Friday, May 13, 2016: 5:30 PM-7:00 PM
Hall A (Baltimore Convention Center)
M. Duda1, J. Daniels2 and D. Wall1, (1)Department of Pediatrics, Stanford University, Stanford, CA, (2)Stanford University, Palo Alto, CA

The incidence of autism has increased dramatically over recent years, making this mental disorder one of the greatest public health challenges of our time.  The standard practice of diagnosis is based on behavioral characteristics, as the genome has largely proved intractable for diagnostic purposes. Yet, the most commonly used behavioral instruments take up to 3 hours to administer by a trained specialist, contributing to the substantial delays in diagnosis experienced by many children, who may go undiagnosed and untreated until ages beyond when behavioral therapy would have had more fundamental positive impacts. In an effort to mitigate these challenges, we have developed a machine-learning based system for accurate classification of autism that requires minutes to administer and that can be delivered via mobile technologies. 

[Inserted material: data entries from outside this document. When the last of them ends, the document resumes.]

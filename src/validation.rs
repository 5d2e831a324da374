use regex::Regex;
use serde_json::Value;
use std::sync::LazyLock;

use crate::catalog::StringCatalog;

static C_STYLE: LazyLock<Regex> =
    LazyLock::new(|| Regex::new(r"%[diouxXfeEgGcrs]").expect("c-style specifier pattern"));
static OBJECT: LazyLock<Regex> = LazyLock::new(|| Regex::new(r"%@").expect("object pattern"));
static POSITIONAL: LazyLock<Regex> =
    LazyLock::new(|| Regex::new(r"%\d+\$[@diouxXfeEgGcrs]").expect("positional pattern"));

/// Outcome of one mechanical check: valid when no violations were recorded.
/// All checks here are advisory; callers report the errors and move on.
#[derive(Debug, Default, Clone)]
pub struct ValidationReport {
    pub errors: Vec<String>,
}

impl ValidationReport {
    pub fn is_valid(&self) -> bool {
        self.errors.is_empty()
    }

    fn push(&mut self, message: impl Into<String>) {
        self.errors.push(message.into());
    }
}

fn find_all(pattern: &Regex, text: &str) -> Vec<String> {
    pattern
        .find_iter(text)
        .map(|found| found.as_str().to_string())
        .collect()
}

/// Checks that a translation preserved the source's format specifiers:
/// C-style (`%d`, `%s`, ...), Objective-C object (`%@`), and positional
/// (`%1$@`, `%2$d`, ...). Multisets must match; order may differ.
pub fn check_translation(source: &str, translated: &str) -> ValidationReport {
    let mut report = ValidationReport::default();

    if translated.is_empty() {
        report.push("translation is empty");
        return report;
    }

    let mut source_formats = find_all(&C_STYLE, source);
    let mut translated_formats = find_all(&C_STYLE, translated);
    source_formats.sort();
    translated_formats.sort();
    if source_formats != translated_formats {
        report.push(format!(
            "format specifiers don't match: source has {source_formats:?}, translation has {translated_formats:?}"
        ));
    }

    let source_objects = OBJECT.find_iter(source).count();
    let translated_objects = OBJECT.find_iter(translated).count();
    if source_objects != translated_objects {
        report.push(format!(
            "mismatch in object placeholders: source has {source_objects} %@, translation has {translated_objects}"
        ));
    }

    let mut source_positional = find_all(&POSITIONAL, source);
    let mut translated_positional = find_all(&POSITIONAL, translated);
    source_positional.sort();
    translated_positional.sort();
    if source_positional != translated_positional {
        report.push(format!(
            "positional specifiers don't match: source has {source_positional:?}, translation has {translated_positional:?}"
        ));
    }

    report
}

/// Checks that every key, language, and variation present in the source
/// catalog is still present in the translated catalog. Presence only;
/// values are expected to differ.
pub fn check_structure_preserved(
    source: &StringCatalog,
    translated: &StringCatalog,
) -> ValidationReport {
    let mut report = ValidationReport::default();

    for (key, source_entry) in &source.strings {
        let Some(translated_entry) = translated.strings.get(key) else {
            report.push(format!("missing string key '{key}' in translation"));
            continue;
        };

        for lang in source_entry.localizations.keys() {
            if !translated_entry.localizations.contains_key(lang) {
                report.push(format!(
                    "missing language '{lang}' for string '{key}' in translation"
                ));
            }
        }

        for (var_key, source_variation) in &source_entry.variations {
            let Some(translated_variation) = translated_entry.variations.get(var_key) else {
                report.push(format!(
                    "missing variation '{var_key}' for string '{key}' in translation"
                ));
                continue;
            };
            for lang in source_variation.localizations.keys() {
                if !translated_variation.localizations.contains_key(lang) {
                    report.push(format!(
                        "missing language '{lang}' in variation '{var_key}' for string '{key}' in translation"
                    ));
                }
            }
        }
    }

    report
}

/// Sanity-checks a raw document against the expected `.xcstrings` shape.
/// Works on the untyped JSON so it can vet both freshly loaded and freshly
/// written documents, including the plural `variations` some catalogs nest
/// inside a localization.
pub fn check_catalog_schema(data: &Value) -> ValidationReport {
    let mut report = ValidationReport::default();

    let Some(root) = data.as_object() else {
        report.push("root must be a mapping");
        return report;
    };
    let Some(strings) = root.get("strings") else {
        report.push("missing required 'strings' key");
        return report;
    };
    let Some(strings) = strings.as_object() else {
        report.push("'strings' must be a mapping");
        return report;
    };

    for (key, entry) in strings {
        let Some(entry) = entry.as_object() else {
            report.push(format!("string entry '{key}' must be a mapping"));
            continue;
        };
        let Some(localizations) = entry.get("localizations") else {
            continue;
        };
        let Some(localizations) = localizations.as_object() else {
            report.push(format!(
                "'localizations' in string entry '{key}' must be a mapping"
            ));
            continue;
        };

        for (lang, localization) in localizations {
            let Some(localization) = localization.as_object() else {
                report.push(format!(
                    "localization '{lang}' in string '{key}' must be a mapping"
                ));
                continue;
            };

            if let Some(unit) = localization.get("stringUnit") {
                check_string_unit(unit, &mut report, || {
                    format!("string '{key}', language '{lang}'")
                });
            }

            if let Some(variations) = localization.get("variations") {
                let Some(variations) = variations.as_object() else {
                    report.push(format!(
                        "'variations' in string '{key}', language '{lang}' must be a mapping"
                    ));
                    continue;
                };
                for (var_key, var_data) in variations {
                    let Some(var_data) = var_data.as_object() else {
                        report.push(format!(
                            "variation '{var_key}' in string '{key}', language '{lang}' must be a mapping"
                        ));
                        continue;
                    };
                    match var_data.get("stringUnit") {
                        Some(unit) => check_string_unit(unit, &mut report, || {
                            format!("variation '{var_key}' in string '{key}', language '{lang}'")
                        }),
                        None => report.push(format!(
                            "missing required 'stringUnit' in variation '{var_key}' for string '{key}', language '{lang}'"
                        )),
                    }
                }
            }
        }
    }

    report
}

fn check_string_unit(unit: &Value, report: &mut ValidationReport, context: impl Fn() -> String) {
    match unit.as_object() {
        Some(unit) => {
            if !unit.contains_key("value") {
                report.push(format!(
                    "missing required 'value' in stringUnit for {}",
                    context()
                ));
            }
        }
        None => report.push(format!("'stringUnit' for {} must be a mapping", context())),
    }
}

Enabled in part by the 2013 Slivka/Ritvo Innovation Award, we completed a clinical study at the Developmental Medicine Center at Boston Children’s Hospital.  The objective was to test the sensitivity and specificity of a new, electronically administered, 7-question autism spectrum disorder (ASD) screen to triage those at highest risk for ASD in a prospective clinical population of children at risk for autism and/or other developmental delays between the ages of 16 months and 17 years. 

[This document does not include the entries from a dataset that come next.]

use std::fmt;

use crate::batch::{TranslationBatch, TranslationResult, UnitPath};
use crate::catalog::state;

/// Run-wide tally of batch outcomes. Pure bookkeeping: the run loop feeds it
/// after every batch and reads the summary at the end; it never influences
/// control flow.
#[derive(Debug, Default)]
pub struct Progress {
    total_chunks: usize,
    completed_chunks: usize,
    total_strings: usize,
    completed_strings: usize,
    failed: Vec<UnitPath>,
}

impl Progress {
    pub fn new(total_chunks: usize, total_strings: usize) -> Self {
        Self {
            total_chunks,
            total_strings,
            ..Self::default()
        }
    }

    pub fn record_results(&mut self, results: &[TranslationResult]) {
        self.completed_chunks += 1;
        for result in results {
            if result.state == state::ERROR {
                self.failed.push(result.path.clone());
            } else {
                self.completed_strings += 1;
            }
        }
    }

    /// A batch that exhausted its retries produced no results at all; every
    /// path it carried counts as failed.
    pub fn record_failed_batch(&mut self, batch: &TranslationBatch) {
        self.completed_chunks += 1;
        self.failed.extend(batch.paths.iter().cloned());
    }

    pub fn summary(&self) -> ProgressSummary<'_> {
        ProgressSummary { progress: self }
    }
}

pub struct ProgressSummary<'a> {
    progress: &'a Progress,
}

impl fmt::Display for ProgressSummary<'_> {
    fn fmt(&self, f: &mut fmt::Formatter<'_>) -> fmt::Result {
        let progress = self.progress;
        write!(
            f,
            "chunks {}/{}, strings {}/{}",
            progress.completed_chunks,
            progress.total_chunks,
            progress.completed_strings,
            progress.total_strings
        )?;
        if !progress.failed.is_empty() {
            write!(f, ", {} failed:", progress.failed.len())?;
            for path in &progress.failed {
                write!(f, "\n  {path}")?;
            }
        }
        Ok(())
    }
}

#[cfg(test)]
mod tests {
    use super::*;
    use crate::batch::{TranslationUnit, chunk_units};

    fn result(key: &str, state: &str) -> TranslationResult {
        TranslationResult {
            original: "Hello".to_string(),
            translated: "Hallo".to_string(),
            path: UnitPath::entry(key, "de"),
            state: state.to_string(),
            error: None,
        }
    }

    #[test]
    fn counts_only_non_error_results_as_completed() {
        let mut progress = Progress::new(2, 3);
        progress.record_results(&[
            result("a", state::TRANSLATED),
            result("b", state::ERROR),
            result("c", state::TRANSLATED),
        ]);

        let text = progress.summary().to_string();
        assert!(text.starts_with("chunks 1/2, strings 2/3, 1 failed:"));
        assert!(text.contains("b -> de"));
    }

    #[test]
    fn failed_batch_marks_every_path() {
        let items = vec![
            (
                TranslationUnit {
                    value: "Hello".to_string(),
                    comment: String::new(),
                },
                UnitPath::entry("a", "de"),
            ),
            (
                TranslationUnit {
                    value: "Bye".to_string(),
                    comment: String::new(),
                },
                UnitPath::entry("b", "de"),
            ),
        ];
        let batches = chunk_units(items, 30, "en", "de");

        let mut progress = Progress::new(1, 2);
        progress.record_failed_batch(&batches[0]);

        let text = progress.summary().to_string();
        assert!(text.contains("chunks 1/1, strings 0/2, 2 failed:"));
    }

    #[test]
    fn clean_run_has_no_failure_section() {
        let mut progress = Progress::new(1, 1);
        progress.record_results(&[result("a", state::TRANSLATED)]);
        assert_eq!(progress.summary().to_string(), "chunks 1/1, strings 1/1");
    }
}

We created a mobilized web-accessible system for obtaining answers to a parent-directed classifier and a short home video of the child for machine classification. We administered the test in advance of the clinical team’s evaluation at the DMC (via iPhone, iPad, or personal computer). All subjects were recruited from a convenience sample of children referred for consultation of developmental/behavioral concerns. Once the predetermined sample size of 200 was exceeded, we abstracted data from the medical record to compare the best estimate clinical diagnosis against the outcome from the ML classification tool.


A total of 222 families participated in the study, with a 69% rate of assent. The children assessed ranged in age from 1 to 16 years of age, with a median age of 5.8 years. 76.1% were male, and most participants had an intelligence/developmental quotient score >85; 69 of participants (31%) received a clinical diagnosis of ASD.  The sensitivity of the MCDC in detecting ASD was 89.9% [95% CI = 82.7-97]; the specificity was 79.7% [95% CI = 73.4-86.1].


Approaches that enable families to bridge the gap between initial warning signs of developmental delay and clinical diagnosis of autism quickly and effectively are critically needed for the field. The results from this clinical trial in a representative tertiary care facility suggest that the ML approach has clinical reliability across a range of ages and likelihood of high adoption by families. The study demonstrates the feasibility of accurate pre-clinical assessments and highlights the possibility of using mobile techniques for clinical triage, to reduce bottlenecks and reach a larger percentage of the population in need.